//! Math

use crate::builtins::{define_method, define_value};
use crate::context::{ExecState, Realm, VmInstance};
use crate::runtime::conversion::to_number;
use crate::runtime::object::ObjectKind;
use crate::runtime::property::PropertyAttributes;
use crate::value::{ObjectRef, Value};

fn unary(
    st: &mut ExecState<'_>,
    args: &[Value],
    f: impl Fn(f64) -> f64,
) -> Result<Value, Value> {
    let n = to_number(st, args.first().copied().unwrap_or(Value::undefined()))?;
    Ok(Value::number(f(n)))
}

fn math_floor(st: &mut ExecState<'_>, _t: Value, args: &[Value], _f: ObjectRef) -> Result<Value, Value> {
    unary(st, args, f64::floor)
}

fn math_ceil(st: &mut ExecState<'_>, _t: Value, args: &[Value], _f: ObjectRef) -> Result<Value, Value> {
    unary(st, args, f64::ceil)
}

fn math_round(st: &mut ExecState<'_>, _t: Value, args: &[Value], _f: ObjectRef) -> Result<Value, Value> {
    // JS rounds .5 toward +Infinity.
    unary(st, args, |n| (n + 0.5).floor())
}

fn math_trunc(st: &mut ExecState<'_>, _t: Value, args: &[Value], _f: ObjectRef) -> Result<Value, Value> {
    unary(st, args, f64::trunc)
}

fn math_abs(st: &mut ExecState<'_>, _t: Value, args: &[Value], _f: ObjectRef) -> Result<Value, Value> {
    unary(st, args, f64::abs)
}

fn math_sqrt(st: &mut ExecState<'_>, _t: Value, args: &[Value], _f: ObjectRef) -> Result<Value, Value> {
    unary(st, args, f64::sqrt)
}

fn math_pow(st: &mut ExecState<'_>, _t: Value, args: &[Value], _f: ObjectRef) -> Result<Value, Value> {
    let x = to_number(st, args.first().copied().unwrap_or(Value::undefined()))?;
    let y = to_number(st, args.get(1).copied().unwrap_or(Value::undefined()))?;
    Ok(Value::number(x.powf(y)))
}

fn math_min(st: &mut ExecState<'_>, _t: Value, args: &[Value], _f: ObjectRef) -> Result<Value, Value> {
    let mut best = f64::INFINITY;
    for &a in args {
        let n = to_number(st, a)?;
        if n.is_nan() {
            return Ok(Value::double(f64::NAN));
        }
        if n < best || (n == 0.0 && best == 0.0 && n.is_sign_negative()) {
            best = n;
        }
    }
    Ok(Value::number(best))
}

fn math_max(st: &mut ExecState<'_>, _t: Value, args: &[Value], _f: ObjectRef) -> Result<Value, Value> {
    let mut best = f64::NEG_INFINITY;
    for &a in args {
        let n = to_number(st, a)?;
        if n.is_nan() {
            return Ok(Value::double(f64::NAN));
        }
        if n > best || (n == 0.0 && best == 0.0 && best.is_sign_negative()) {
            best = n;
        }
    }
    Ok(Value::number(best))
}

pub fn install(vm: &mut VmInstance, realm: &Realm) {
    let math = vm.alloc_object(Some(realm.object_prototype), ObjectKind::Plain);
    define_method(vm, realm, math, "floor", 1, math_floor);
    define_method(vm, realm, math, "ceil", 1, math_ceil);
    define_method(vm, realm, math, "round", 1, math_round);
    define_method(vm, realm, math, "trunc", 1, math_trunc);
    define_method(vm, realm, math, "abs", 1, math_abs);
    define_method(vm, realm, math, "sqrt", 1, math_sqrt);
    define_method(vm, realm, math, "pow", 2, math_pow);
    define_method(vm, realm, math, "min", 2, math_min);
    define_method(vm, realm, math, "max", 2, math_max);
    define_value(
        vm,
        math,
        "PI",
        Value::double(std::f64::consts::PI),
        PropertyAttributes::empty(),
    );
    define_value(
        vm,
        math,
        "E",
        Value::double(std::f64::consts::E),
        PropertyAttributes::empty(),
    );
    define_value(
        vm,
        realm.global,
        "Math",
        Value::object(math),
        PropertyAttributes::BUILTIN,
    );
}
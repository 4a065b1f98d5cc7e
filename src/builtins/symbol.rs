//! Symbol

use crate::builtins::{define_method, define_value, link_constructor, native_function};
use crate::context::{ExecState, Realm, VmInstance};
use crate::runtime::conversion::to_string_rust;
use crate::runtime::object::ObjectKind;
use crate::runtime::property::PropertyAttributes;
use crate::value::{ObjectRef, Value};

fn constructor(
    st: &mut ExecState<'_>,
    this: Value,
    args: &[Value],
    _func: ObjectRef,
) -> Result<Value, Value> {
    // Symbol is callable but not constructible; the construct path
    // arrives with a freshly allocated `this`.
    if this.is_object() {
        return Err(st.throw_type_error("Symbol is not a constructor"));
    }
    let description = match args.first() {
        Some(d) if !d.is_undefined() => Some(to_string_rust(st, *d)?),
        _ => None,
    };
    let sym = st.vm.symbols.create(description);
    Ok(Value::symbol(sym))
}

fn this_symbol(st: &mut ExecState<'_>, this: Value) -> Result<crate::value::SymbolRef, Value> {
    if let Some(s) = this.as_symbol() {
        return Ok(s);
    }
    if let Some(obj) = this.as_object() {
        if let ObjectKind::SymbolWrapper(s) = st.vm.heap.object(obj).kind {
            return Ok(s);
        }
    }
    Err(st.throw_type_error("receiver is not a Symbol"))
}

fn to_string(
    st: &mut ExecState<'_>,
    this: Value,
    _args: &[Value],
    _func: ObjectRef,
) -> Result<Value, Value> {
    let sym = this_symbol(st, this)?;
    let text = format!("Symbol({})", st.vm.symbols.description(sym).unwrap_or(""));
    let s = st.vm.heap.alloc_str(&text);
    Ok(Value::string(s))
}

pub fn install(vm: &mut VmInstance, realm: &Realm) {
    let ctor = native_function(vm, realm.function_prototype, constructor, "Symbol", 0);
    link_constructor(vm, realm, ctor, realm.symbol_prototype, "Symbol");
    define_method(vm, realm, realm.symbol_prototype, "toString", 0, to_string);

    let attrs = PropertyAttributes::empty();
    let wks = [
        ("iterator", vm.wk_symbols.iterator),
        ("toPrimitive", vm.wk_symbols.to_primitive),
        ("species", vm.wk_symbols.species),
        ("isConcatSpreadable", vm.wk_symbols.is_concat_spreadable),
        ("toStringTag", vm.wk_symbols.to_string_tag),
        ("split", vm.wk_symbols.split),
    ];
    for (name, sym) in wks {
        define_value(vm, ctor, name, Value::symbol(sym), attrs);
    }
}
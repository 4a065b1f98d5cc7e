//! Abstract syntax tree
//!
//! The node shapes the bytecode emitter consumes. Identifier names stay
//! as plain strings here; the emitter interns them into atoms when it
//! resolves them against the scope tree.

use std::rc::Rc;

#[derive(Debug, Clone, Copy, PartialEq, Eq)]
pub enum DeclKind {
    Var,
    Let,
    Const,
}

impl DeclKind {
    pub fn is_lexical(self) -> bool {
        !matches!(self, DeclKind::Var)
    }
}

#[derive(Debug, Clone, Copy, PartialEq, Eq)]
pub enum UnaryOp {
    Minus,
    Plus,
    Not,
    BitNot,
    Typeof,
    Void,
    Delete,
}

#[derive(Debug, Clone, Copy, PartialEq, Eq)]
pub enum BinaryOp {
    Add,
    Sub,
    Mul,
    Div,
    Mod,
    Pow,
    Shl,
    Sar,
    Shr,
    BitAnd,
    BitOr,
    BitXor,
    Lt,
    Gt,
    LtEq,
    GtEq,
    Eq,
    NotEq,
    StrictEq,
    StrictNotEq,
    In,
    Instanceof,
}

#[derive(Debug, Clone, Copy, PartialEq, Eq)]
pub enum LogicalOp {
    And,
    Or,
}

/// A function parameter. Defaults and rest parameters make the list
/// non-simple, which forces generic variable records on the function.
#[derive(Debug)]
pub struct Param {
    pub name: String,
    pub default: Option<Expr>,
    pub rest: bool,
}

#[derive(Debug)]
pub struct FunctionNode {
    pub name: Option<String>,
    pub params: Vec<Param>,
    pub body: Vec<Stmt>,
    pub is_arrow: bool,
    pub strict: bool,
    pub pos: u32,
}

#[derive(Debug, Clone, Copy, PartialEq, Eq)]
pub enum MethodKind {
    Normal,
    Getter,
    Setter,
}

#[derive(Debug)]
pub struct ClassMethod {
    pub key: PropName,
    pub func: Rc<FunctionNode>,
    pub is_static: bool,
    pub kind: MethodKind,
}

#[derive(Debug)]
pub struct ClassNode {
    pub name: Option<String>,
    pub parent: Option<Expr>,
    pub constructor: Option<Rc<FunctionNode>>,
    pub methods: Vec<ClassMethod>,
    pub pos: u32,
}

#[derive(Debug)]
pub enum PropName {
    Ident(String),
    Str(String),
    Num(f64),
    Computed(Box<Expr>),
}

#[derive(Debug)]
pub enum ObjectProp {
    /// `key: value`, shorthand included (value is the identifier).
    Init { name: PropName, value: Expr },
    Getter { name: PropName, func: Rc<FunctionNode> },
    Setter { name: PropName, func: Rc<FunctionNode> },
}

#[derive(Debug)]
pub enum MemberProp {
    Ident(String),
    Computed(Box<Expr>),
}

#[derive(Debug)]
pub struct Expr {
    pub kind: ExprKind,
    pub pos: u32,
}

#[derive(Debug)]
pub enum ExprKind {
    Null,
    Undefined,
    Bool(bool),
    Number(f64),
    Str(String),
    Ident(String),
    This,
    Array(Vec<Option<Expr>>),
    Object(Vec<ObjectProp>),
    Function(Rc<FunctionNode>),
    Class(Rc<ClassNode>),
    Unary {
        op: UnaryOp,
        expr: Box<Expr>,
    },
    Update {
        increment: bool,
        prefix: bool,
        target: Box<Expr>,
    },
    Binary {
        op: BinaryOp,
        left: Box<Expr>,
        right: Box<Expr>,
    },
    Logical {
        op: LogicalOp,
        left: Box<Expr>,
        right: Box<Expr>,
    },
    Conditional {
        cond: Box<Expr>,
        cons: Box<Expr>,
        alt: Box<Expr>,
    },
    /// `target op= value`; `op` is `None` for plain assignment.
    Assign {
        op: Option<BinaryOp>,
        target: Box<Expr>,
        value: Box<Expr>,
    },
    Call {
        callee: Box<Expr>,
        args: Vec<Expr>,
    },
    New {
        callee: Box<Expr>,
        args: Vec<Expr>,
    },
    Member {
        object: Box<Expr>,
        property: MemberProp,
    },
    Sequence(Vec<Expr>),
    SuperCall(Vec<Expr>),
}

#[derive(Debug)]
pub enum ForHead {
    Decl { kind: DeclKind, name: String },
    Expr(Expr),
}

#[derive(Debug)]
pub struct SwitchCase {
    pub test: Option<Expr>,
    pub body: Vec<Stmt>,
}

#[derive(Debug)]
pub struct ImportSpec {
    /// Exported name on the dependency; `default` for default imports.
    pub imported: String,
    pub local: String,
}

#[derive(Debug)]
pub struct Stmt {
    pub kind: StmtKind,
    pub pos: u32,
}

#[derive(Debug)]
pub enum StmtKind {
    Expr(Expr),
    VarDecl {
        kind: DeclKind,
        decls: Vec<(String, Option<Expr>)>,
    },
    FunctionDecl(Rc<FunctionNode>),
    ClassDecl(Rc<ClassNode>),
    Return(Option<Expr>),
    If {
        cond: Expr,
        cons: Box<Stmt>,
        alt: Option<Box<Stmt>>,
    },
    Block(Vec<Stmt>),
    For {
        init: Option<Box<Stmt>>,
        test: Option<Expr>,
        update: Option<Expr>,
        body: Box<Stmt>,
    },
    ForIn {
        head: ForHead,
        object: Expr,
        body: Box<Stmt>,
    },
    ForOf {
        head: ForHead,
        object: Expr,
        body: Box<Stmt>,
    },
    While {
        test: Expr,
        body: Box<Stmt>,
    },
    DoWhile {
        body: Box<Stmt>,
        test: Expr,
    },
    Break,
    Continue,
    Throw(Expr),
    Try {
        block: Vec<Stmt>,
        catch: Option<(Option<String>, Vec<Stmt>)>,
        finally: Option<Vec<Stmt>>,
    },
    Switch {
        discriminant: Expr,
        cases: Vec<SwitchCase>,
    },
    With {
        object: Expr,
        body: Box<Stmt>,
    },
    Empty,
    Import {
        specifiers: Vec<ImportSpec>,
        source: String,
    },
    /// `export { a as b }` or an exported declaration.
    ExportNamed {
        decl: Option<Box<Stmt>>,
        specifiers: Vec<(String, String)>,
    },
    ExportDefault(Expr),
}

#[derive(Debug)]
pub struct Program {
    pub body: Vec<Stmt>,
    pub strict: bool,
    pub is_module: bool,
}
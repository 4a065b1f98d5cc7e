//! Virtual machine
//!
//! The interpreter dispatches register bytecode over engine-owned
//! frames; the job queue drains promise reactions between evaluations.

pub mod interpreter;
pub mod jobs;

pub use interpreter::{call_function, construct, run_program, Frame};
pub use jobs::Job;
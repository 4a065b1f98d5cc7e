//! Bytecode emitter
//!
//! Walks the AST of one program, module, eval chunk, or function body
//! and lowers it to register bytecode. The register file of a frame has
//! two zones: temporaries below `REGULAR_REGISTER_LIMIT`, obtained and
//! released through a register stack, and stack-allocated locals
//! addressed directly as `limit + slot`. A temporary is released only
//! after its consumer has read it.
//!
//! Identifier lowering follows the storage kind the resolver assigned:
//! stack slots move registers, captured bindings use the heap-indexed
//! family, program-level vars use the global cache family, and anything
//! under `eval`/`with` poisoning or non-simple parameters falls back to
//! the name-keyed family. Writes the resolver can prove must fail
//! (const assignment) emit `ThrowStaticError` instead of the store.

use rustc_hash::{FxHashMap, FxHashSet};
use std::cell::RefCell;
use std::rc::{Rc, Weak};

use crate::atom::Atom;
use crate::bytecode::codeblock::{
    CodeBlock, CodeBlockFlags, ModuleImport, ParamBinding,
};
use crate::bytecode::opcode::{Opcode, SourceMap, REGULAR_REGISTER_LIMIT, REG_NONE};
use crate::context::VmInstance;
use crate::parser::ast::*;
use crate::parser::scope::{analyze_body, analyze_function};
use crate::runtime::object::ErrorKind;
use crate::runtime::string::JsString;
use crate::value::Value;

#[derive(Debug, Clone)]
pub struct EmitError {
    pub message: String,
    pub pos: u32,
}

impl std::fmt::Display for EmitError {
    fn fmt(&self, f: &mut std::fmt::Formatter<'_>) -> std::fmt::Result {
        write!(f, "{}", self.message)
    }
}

──────────

Starting at the line above that contains "pub struct FunctionNode", repeat each line exactly up to and including the line that contains "pub struct ClassNode", and stop there.

* **Response**:
pub struct FunctionNode {
    pub name: Option<String>,
    pub params: Vec<Param>,
    pub body: Vec<Stmt>,
    pub is_arrow: bool,
    pub strict: bool,
    pub pos: u32,
}

#[derive(Debug, Clone, Copy, PartialEq, Eq)]
pub enum MethodKind {
    Normal,
    Getter,
    Setter,
}

#[derive(Debug)]
pub struct ClassMethod {
    pub key: PropName,
    pub func: Rc<FunctionNode>,
    pub is_static: bool,
    pub kind: MethodKind,
}

#[derive(Debug)]
pub struct ClassNode {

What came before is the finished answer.